One of the highest priorities was the housing and feeding of the remaining population. So farmers got as much help as could be. With much of his reserves still intact, Percy traded most of the assistance offered to him to the few other farms still in a semblance of operating condition, including Tom’s in-town efforts.

As the town had done, county, state, and the federal governments took possession of property not legally claimed by anyone. They were honoring deals and trades, such as those Percy had entered in to with the former legal owners. Those simply claiming property because it was abandoned lost it to an appropriate government entity.

Towns were entitled to property within their pre-war city limits. The counties, states, and federal government divided the rest. Counties got twenty percent for their use, the state fifty percent, and the federal government controlled the other thirty percent.

Some of it was sold outright, to people like Percy that had the resources to buy it. Most was leased out for use to generate the income needed to accomplish other tasks. In Tom’s case, a few city lots were rented from locals that still owned them. Most of what he was preparing to put into production were lots that Percy had bought from people leaving the area.
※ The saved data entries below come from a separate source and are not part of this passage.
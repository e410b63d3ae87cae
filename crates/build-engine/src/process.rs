//! External tool invocation
//!
//! Every toolchain step runs its tool through [`run_streaming`], which
//! forwards stdout and stderr line by line to the build callback while
//! capturing the combined transcript.

use std::ffi::{OsStr, OsString};
use std::path::{Path, PathBuf};
use std::process::Stdio;

use apkforge_core::{BuildCallback, BuildResult};
use tokio::io::{AsyncBufReadExt, AsyncRead, BufReader};
use tokio::process::Command;
use tokio::sync::mpsc;
use tracing::{debug, info};

use crate::BuildError;

/// A tool invocation, built up before it runs
#[derive(Debug, Clone)]
pub struct ToolCommand {
    label: String,
    program: PathBuf,
    args: Vec<OsString>,
    /// Indices into `args` masked in logs
    secret: Vec<usize>,
    current_dir: Option<PathBuf>,
}

impl ToolCommand {
    pub fn new(program: impl Into<PathBuf>) -> Self {
        let program = program.into();
        Self {
            label: tool_label(&program),
            program,
            args: Vec::new(),
            secret: Vec::new(),
            current_dir: None,
        }
    }

    /// Invoke `path` directly, through `java -jar` for a jar, or through
    /// `sh` for a shell script
    pub fn tool(path: &Path, java: &Path) -> Self {
        let label = tool_label(path);
        let mut command = match path.extension().and_then(|e| e.to_str()) {
            Some("jar") => Self::new(java).arg("-jar").arg(path),
            Some("sh") => Self::new("sh").arg(path),
            _ => Self::new(path),
        };
        command.label = label;
        command
    }

    pub fn arg(mut self, arg: impl AsRef<OsStr>) -> Self {
        self.args.push(arg.as_ref().to_os_string());
        self
    }

    /// An argument that must not show up in logs
    pub fn secret_arg(mut self, arg: impl AsRef<OsStr>) -> Self {
        self.secret.push(self.args.len());
        self.arg(arg)
    }

    pub fn args<I, S>(mut self, args: I) -> Self
    where
        I: IntoIterator<Item = S>,
        S: AsRef<OsStr>,
    {
        self.args.extend(args.into_iter().map(|a| a.as_ref().to_os_string()));
        self
    }

    pub fn current_dir(mut self, dir: impl Into<PathBuf>) -> Self {
        self.current_dir = Some(dir.into());
        self
    }

    /// Short tool name used in messages
    pub fn label(&self) -> &str {
        &self.label
    }

    /// Command line for logs
    pub fn display(&self) -> String {
        let mut line = self.program.to_string_lossy().into_owned();
        for (i, arg) in self.args.iter().enumerate() {
            line.push(' ');
            if self.secret.contains(&i) {
                line.push_str("****");
            } else {
                line.push_str(&arg.to_string_lossy());
            }
        }
        line
    }

    pub async fn run(&self, callback: Option<&dyn BuildCallback>) -> Result<ProcessOutput, BuildError> {
        run_streaming(self, callback).await
    }
}

fn tool_label(path: &Path) -> String {
    path.file_stem()
        .map(|s| s.to_string_lossy().into_owned())
        .unwrap_or_else(|| path.to_string_lossy().into_owned())
}

/// What a finished tool left behind
#[derive(Debug, Clone, PartialEq, Eq)]
pub struct ProcessOutput {
    /// `None` when the process was killed by a signal
    pub exit_code: Option<i32>,
    /// Interleaved stdout and stderr, in arrival order
    pub output: String,
}

impl ProcessOutput {
    pub fn success(&self) -> bool {
        self.exit_code == Some(0)
    }

    /// Map to a step result; failures always say how the tool exited
    pub fn into_result(self, tool: &str, success_message: &str) -> BuildResult {
        if self.success() {
            if self.output.trim().is_empty() {
                BuildResult::success(success_message)
            } else {
                BuildResult::success(self.output)
            }
        } else {
            let status = match self.exit_code {
                Some(code) => format!("{} exited with status {}", tool, code),
                None => format!("{} was terminated by a signal", tool),
            };
            if self.output.trim().is_empty() {
                BuildResult::failure(status)
            } else {
                BuildResult::failure(format!("{}\n{}", self.output.trim_end(), status))
            }
        }
    }
}

/// Run `command` to completion, streaming each output line to `callback`
pub async fn run_streaming(
    command: &ToolCommand,
    callback: Option<&dyn BuildCallback>,
) -> Result<ProcessOutput, BuildError> {
    info!("Running {}", command.display());

    let mut process = Command::new(&command.program);
    process
        .args(&command.args)
        .stdin(Stdio::null())
        .stdout(Stdio::piped())
        .stderr(Stdio::piped())
        .kill_on_drop(true);
    if let Some(dir) = &command.current_dir {
        process.current_dir(dir);
    }

    let mut child = process.spawn().map_err(|source| BuildError::Spawn {
        tool: command.label.clone(),
        source,
    })?;

    let (tx, mut rx) = mpsc::unbounded_channel::<String>();
    if let Some(stdout) = child.stdout.take() {
        tokio::spawn(forward_lines(stdout, tx.clone()));
    }
    if let Some(stderr) = child.stderr.take() {
        tokio::spawn(forward_lines(stderr, tx.clone()));
    }
    drop(tx);

    let mut output = String::new();
    while let Some(line) = rx.recv().await {
        debug!("[{}] {}", command.label, line);
        if let Some(callback) = callback {
            callback.on_log(&line);
        }
        output.push_str(&line);
        output.push('\n');
    }

    let status = child.wait().await?;
    debug!("{} finished with {}", command.label, status);

    Ok(ProcessOutput {
        exit_code: status.code(),
        output,
    })
}

async fn forward_lines<R>(reader: R, tx: mpsc::UnboundedSender<String>)
where
    R: AsyncRead + Unpin,
{
    let mut reader = BufReader::new(reader);
    let mut buffer = Vec::new();
    loop {
        buffer.clear();
        match reader.read_until(b'\n', &mut buffer).await {
            Ok(0) | Err(_) => break,
            Ok(_) => {
                let line = String::from_utf8_lossy(&buffer);
                let line = line.trim_end_matches(['\n', '\r']);
                if tx.send(line.to_string()).is_err() {
                    break;
                }
            }
        }
    }
}

/// Run a tool and turn the outcome into a step result
pub(crate) async fn run_tool(
    command: ToolCommand,
    callback: Option<&dyn BuildCallback>,
    success_message: &str,
) -> BuildResult {
    match command.run(callback).await {
        Ok(output) => output.into_result(command.label(), success_message),
        Err(e) => BuildResult::failure(e.to_string()),
    }
}
// Copyright 2020 Alex Dukhno
//
// Licensed under the Apache License, Version 2.0 (the "License");
// you may not use this file except in compliance with the License.
// You may obtain a copy of the License at
//
//     http://www.apache.org/licenses/LICENSE-2.0
//
// Unless required by applicable law or agreed to in writing, software
// distributed under the License is distributed on an "AS IS" BASIS,
// WITHOUT WARRANTIES OR CONDITIONS OF ANY KIND, either express or implied.
// See the License for the specific language governing permissions and
// limitations under the License.

//! `FORGET` (§4.4, §8 invariant 4): erases a data subject. Every table the
//! kind owns has its shard scanned and every row under it deleted, index
//! entries included, producing one total deleted-row count. Idempotent:
//! forgetting an already-forgotten (or never-seen) subject deletes nothing.

use crate::Engine;
use pshard_ast::Forget;
use pshard_encoding::{decode_row, shard_key};
use pshard_kernel::Result;

pub struct ForgetCommand<'a, 'b> {
    engine: &'a Engine<'b>,
}

impl<'a, 'b> ForgetCommand<'a, 'b> {
    pub fn new(engine: &'a Engine<'b>) -> ForgetCommand<'a, 'b> {
        ForgetCommand { engine }
    }

    pub fn execute(&self, forget: Forget) -> Result<usize> {
        let shard = shard_key(&forget.kind, &forget.subject_id)?;
        let mut total = 0;
        for table_name in self.engine.catalog.tables_owned_by_kind(&forget.kind) {
            let table = self.engine.catalog.table(&table_name)?;
            let column_types = self.engine.column_types(&table);
            let indexed = self.engine.open_indexed_columns(&table)?;

            for (_, bytes) in self.engine.storage.scan_shard(&table_name, &shard)? {
                let row = decode_row(&bytes, &column_types)?;
                let pk = row[table.primary_key_index].clone();
                if self.engine.storage.delete_and_emit(&table_name, &shard, &pk, &column_types, &indexed, self.engine.sink)? {
                    total += 1;
                }
            }
        }
        Ok(total)
    }
}
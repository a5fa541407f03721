// Copyright 2020 Alex Dukhno
//
// Licensed under the Apache License, Version 2.0 (the "License");
// you may not use this file except in compliance with the License.
// You may obtain a copy of the License at
//
//     http://www.apache.org/licenses/LICENSE-2.0
//
// Unless required by applicable law or agreed to in writing, software
// distributed under the License is distributed on an "AS IS" BASIS,
// WITHOUT WARRANTIES OR CONDITIONS OF ANY KIND, either express or implied.
// See the License for the specific language governing permissions and
// limitations under the License.

//! `CREATE TABLE` (§4.4): validates annotations via the catalog (§3.2),
//! creates the table's data CF and any secondary-index CFs the derivation
//! spawned. The create statement itself is kept verbatim in the catalog
//! (`Table::create_statement`) so a database can replay it on open (§6).

use crate::Engine;
use pshard_ast::CreateTable;
use pshard_catalog::Table;
use pshard_kernel::Result;

pub struct CreateTableCommand<'a, 'b> {
    engine: &'a Engine<'b>,
}

impl<'a, 'b> CreateTableCommand<'a, 'b> {
    pub fn new(engine: &'a Engine<'b>) -> CreateTableCommand<'a, 'b> {
        CreateTableCommand { engine }
    }

    pub fn execute(&self, create: CreateTable) -> Result<Table> {
        let table_name = create.table.clone();
        let (table, new_indices) = self.engine.catalog.create_table(create)?;

        self.engine.storage.table_cf(&table_name)?;
        for descriptor in &new_indices {
            self.engine.storage.index(&descriptor.name)?;
            log::debug!("created index CF '{}' for table '{}'", descriptor.name, table_name);
        }
        Ok(table)
    }
}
The war and its aftermath had changed Camden Dupree. After Percy had started using the bank as his central exchange, and other people did the same, Dupree, with the profits of his handling of the accounts, had begun doing things much the same way as Percy. He acquired some property, not just because he could, but also because it could be put to good use. In no way a farmer, the lands he bought he leased at the same types of rates that Percy started to do. A share of the production. But it let people get back to productive work, and put land into production that would have lain useless otherwise.

It wasn’t always farmland, either. He began financing cottage industry, too, just as did Percy. When Percy and Tom realized what Dupree had been doing, they met with him and set some long-range goals, and instituted cooperative plans to get them done.

One of the people that took Percy up on his new housing at the estate was Randy Phillips. He took one of the community housing units and one of the commercial ones for his use. His former welding service was now essentially a blacksmithing operation. He was converting some existing farming equipment to horse drawn, as well as building new, there at the estate, using scavenged and recovered materials.

That wasn’t to say that only animal-based farming was taking place. With a few refineries going again, each state was getting an allotment for fuel for emergencies and for food production. The government would not provide fuel for other types of farm products. Since much of Percy’s production wasn’t food, he got very little of the fuel so allotted.